「060」導入で「090は古臭い」のか? かつて携帯電話の番号が「古ければ古いほどイケてる」とされた理由
番号マウンティング
携帯電話番号の頭の3桁に、「060」が導入されることとなった。これを受け、FNNプライムオンラインには「『090は昭和』『090は旧世代』携帯番号頭に060導入へ…若者と中年~高齢者間に世代間ギャップも 『070』開放以来11年ぶり」という記事が登場し、ネットを中心に話題となった。 【写真】今や博物館級の希少性? 今でも現役で活躍する中川氏のガラケーの懐かしい姿
無論、テレビのニュース番組で放映されたネタのネット転載版だ。大元の番組を視聴すると、1999年からの「090」が40代以上で、2002年からの「080」が2002年~で20~40代、「070」が2013年からの新規だと説明していた。 確かに放映内容をまとめると、上記タイトル通りのネット記事にはなる。だが、このタイトルにした編集者は、「『090』で始まる番号は古臭い」と言いたいのだろうということが透けて見える。私はこれを読み、不思議な感覚に襲われた。というのもかつて、携帯電話の番号は「古ければ古いほどイケてる」という時代があったのだ。 携帯電話は1995年あたりから少しずつ普及していき、2000年になると高齢者と子供以外はほぼ全員が持っているような状況に。普及が広がるにつれ発生したのが「番号マウンティング」である。
「3」の人々
一体どういうことか。元々携帯電話番号は現在の11ケタではなく、10ケタだった。たとえば、現在「090-3111-xxxx」という番号があるとしよう。これは元々「030-111-xxxx」だったのだ。この時の冒頭の「3」がその後11ケタになった時に「090-3」になったのだ。同様に「080-」の場合は「090-8xxxx」となる。つまり、「090-3xxx-xxxx」は、古くから携帯を持っている人が所有する番号ということになる。 なので、この「3」の番号を持つ人々は終始ドヤ顔だった。当時最新鋭の機器であった携帯電話を初期の頃から持っている、つまり、最先端を行くナウい人だったのだ。
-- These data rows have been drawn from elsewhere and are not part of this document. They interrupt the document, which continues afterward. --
// Copyright 2026 the Bubblewall Authors
// SPDX-License-Identifier: Apache-2.0 OR MIT

//! Animation job kinds and their replacement rules.
//!
//! At most one job runs at a time. When a new job is queued it may
//! *supersede* jobs of other kinds that are still waiting (they are dropped
//! from the queue) and *preempt* the running job (its cancellation flag is
//! raised and it stops at the next frame boundary).
//!
//! | New job | Drops pending | Cancels running |
//! |---|---|---|
//! | `Reset` | `Reset`, `Maximize`, `Expand` | `Expand` |
//! | `Maximize` | `Expand` | `Expand` |
//! | `Minimize` | `Expand` | `Expand` |
//! | `Expand` | `Expand` | none |
//! | `BackgroundTransition` | `BackgroundTransition` | none |
//! | `TouchPulse`, `Redraw` | none | none |

/// The kind of an animation job.
#[derive(Clone, Copy, Debug, PartialEq, Eq, Hash)]
pub enum JobKind {
    /// Rebuild the bubble set for new bounds.
    Reset,
    /// Latch every bubble at its maximum radius.
    Maximize,
    /// Latch every bubble at its minimized radius.
    Minimize,
    /// Eased growth from the current radii to the maximum.
    Expand,
    /// Squash animation of one touched bubble.
    TouchPulse,
    /// Brightness fade after a theme change.
    BackgroundTransition,
    /// One frame of the current state.
    Redraw,
}

impl JobKind {
    /// Every kind, in declaration order.
    pub const ALL: [Self; 7] = [
        Self::Reset,
        Self::Maximize,
        Self::Minimize,
        Self::Expand,
        Self::TouchPulse,
        Self::BackgroundTransition,
        Self::Redraw,
    ];

    /// Whether queueing `self` drops a pending job of kind `pending`.
    #[must_use]
    pub const fn supersedes(self, pending: Self) -> bool {
        match self {
            Self::Reset => matches!(pending, Self::Reset | Self::Maximize | Self::Expand),
            Self::Maximize | Self::Minimize | Self::Expand => matches!(pending, Self::Expand),
            Self::BackgroundTransition => matches!(pending, Self::BackgroundTransition),
            Self::TouchPulse | Self::Redraw => false,
        }
    }

    /// Whether queueing `self` cancels a running job of kind `running`.
    #[must_use]
    pub const fn preempts(self, running: Self) -> bool {
        matches!(running, Self::Expand)
            && matches!(self, Self::Reset | Self::Maximize | Self::Minimize)
    }

    /// Whether jobs of this kind poll their cancellation flag.
    #[must_use]
    pub const fn is_cancellable(self) -> bool {
        matches!(self, Self::Expand)
    }

    /// Short lowercase name for diagnostics.
    #[must_use]
    pub const fn name(self) -> &'static str {
        match self {
            Self::Reset => "reset",
            Self::Maximize => "maximize",
            Self::Minimize => "minimize",
            Self::Expand => "expand",
            Self::TouchPulse => "touch",
            Self::BackgroundTransition => "background",
            Self::Redraw => "redraw",
        }
    }

    /// Compact encoding for recordings.
    #[must_use]
    pub const fn to_u8(self) -> u8 {
        match self {
            Self::Reset => 0,
            Self::Maximize => 1,
            Self::Minimize => 2,
            Self::Expand => 3,
            Self::TouchPulse => 4,
            Self::BackgroundTransition => 5,
            Self::Redraw => 6,
        }
    }

    /// Inverse of [`to_u8`](Self::to_u8).
    #[must_use]
    pub const fn from_u8(v: u8) -> Option<Self> {
        match v {
            0 => Some(Self::Reset),
            1 => Some(Self::Maximize),
            2 => Some(Self::Minimize),
            3 => Some(Self::Expand),
            4 => Some(Self::TouchPulse),
            5 => Some(Self::BackgroundTransition),
            6 => Some(Self::Redraw),
            _ => None,
        }
    }
}

#[cfg(test)]
mod tests {
    use super::*;

    #[test]
    fn only_expand_is_preempted() {
        for new in JobKind::ALL {
            for running in JobKind::ALL {
                if new.preempts(running) {
                    assert_eq!(running, JobKind::Expand);
                    assert!(running.is_cancellable());
                }
            }
        }
        assert!(JobKind::Minimize.preempts(JobKind::Expand));
        assert!(!JobKind::Expand.preempts(JobKind::Expand));
        assert!(!JobKind::Minimize.preempts(JobKind::BackgroundTransition));
    }

    #[test]
    fn input_jobs_never_supersede() {
        for pending in JobKind::ALL {
            assert!(!JobKind::TouchPulse.supersedes(pending));
            assert!(!JobKind::Redraw.supersedes(pending));
        }
    }

    #[test]
    fn minimize_drops_pending_expand_only() {
        let dropped: [bool; 7] = JobKind::ALL.map(|k| JobKind::Minimize.supersedes(k));
        assert_eq!(dropped, [false, false, false, true, false, false, false]);
    }

    #[test]
    fn u8_encoding_round_trips() {
        for kind in JobKind::ALL {
            assert_eq!(JobKind::from_u8(kind.to_u8()), Some(kind));
        }
        assert_eq!(JobKind::from_u8(7), None);
    }
}
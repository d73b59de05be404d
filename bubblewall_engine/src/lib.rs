// Copyright 2026 the Bubblewall Authors
// SPDX-License-Identifier: Apache-2.0 OR MIT

//! Threaded lifecycle engine for the bubble wall.
//!
//! An [`Engine`] owns one worker thread that runs animation jobs strictly one
//! at a time. Host events arrive on the caller's thread and become jobs:
//!
//! ```text
//!   host events ──► Engine ──► JobQueue ──► worker thread
//!                     │    (replace/cancel)      │
//!                     │                          ▼
//!                     │               animation transition
//!                     │                          │
//!                     ▼                          ▼
//!           visibility / theme ◄──── FrameBuilder ──► Surface
//! ```
//!
//! The worker owns the bubbles, the background state, the placement engine,
//! and the [`Surface`](bubblewall_render::Surface). Only visibility, theme,
//! the touch gate, and a cancellation flag per running job cross threads.
//!
//! # Crate features
//!
//! - `trace` (enabled by default): Forwards engine events to the
//!   [`TraceSink`](bubblewall_core::trace::TraceSink) given to
//!   [`Engine::with_trace_sink`].

mod config;
mod engine;
mod error;
mod host;
mod job;
mod queue;
mod worker;

pub use config::EngineConfig;
pub use engine::{Engine, TouchAction, TouchEvent, WORKER_THREAD_NAME};
pub use error::EngineError;
pub use host::Host;
pub use worker::SharedSink;
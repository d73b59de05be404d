// Copyright 2026 the Bubblewall Authors
// SPDX-License-Identifier: Apache-2.0 OR MIT

//! Engine configuration.

use std::time::Duration;

use bubblewall_core::placement::PlacementConfig;
use bubblewall_render::SceneStyle;

/// Parameters of an [`Engine`](crate::Engine).
#[derive(Clone, Copy, Debug, PartialEq)]
pub struct EngineConfig {
    /// Placement parameters used on every rebuild.
    pub placement: PlacementConfig,
    /// Drawing parameters.
    pub style: SceneStyle,
    /// Delay between the user unlocking the device and the expand animation.
    pub expand_delay: Duration,
    /// Preview surfaces ignore user-present, screen-off, and theme events.
    pub preview: bool,
    /// Seed for placement; `None` seeds from the OS.
    pub seed: Option<u64>,
}

impl EngineConfig {
    /// The stock wallpaper configuration.
    #[must_use]
    pub const fn new() -> Self {
        Self {
            placement: PlacementConfig::new(),
            style: SceneStyle::new(),
            expand_delay: Duration::from_millis(250),
            preview: false,
            seed: None,
        }
    }

    /// Returns this configuration with a fixed placement seed.
    #[must_use]
    pub const fn with_seed(mut self, seed: u64) -> Self {
        self.seed = Some(seed);
        self
    }

    /// Returns this configuration marked as a preview surface.
    #[must_use]
    pub const fn preview(mut self) -> Self {
        self.preview = true;
        self
    }
}

impl Default for EngineConfig {
    fn default() -> Self {
        Self::new()
    }
}

#[cfg(test)]
mod tests {
    use super::*;

    #[test]
    fn defaults_match_stock_wallpaper() {
        let config = EngineConfig::default();
        assert_eq!(config.expand_delay, Duration::from_millis(250));
        assert_eq!(config.placement.max_overlap_retries, 50);
        assert!(!config.preview);
        assert_eq!(config.seed, None);
    }

    #[test]
    fn builders_set_fields() {
        let config = EngineConfig::new().with_seed(9).preview();
        assert_eq!(config.seed, Some(9));
        assert!(config.preview);
    }
}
その象徴が「3」だったのである。 私は1997年に広告会社の社員になったのだが、自分以外の社員は全員携帯電話を持っていた。まぁ、「感度の高い業界」ということと、とにかく忙しいので携帯電話は必須アイテムだったのだ。 だが、新入社員の場合は特に重要な仕事を任されるわけでもない。なので私は、すぐに携帯電話は買わなかった。どうせ、会社内にいれば打ち合わせ等は先輩社員が「行くぞ」と声をかけてくれるから。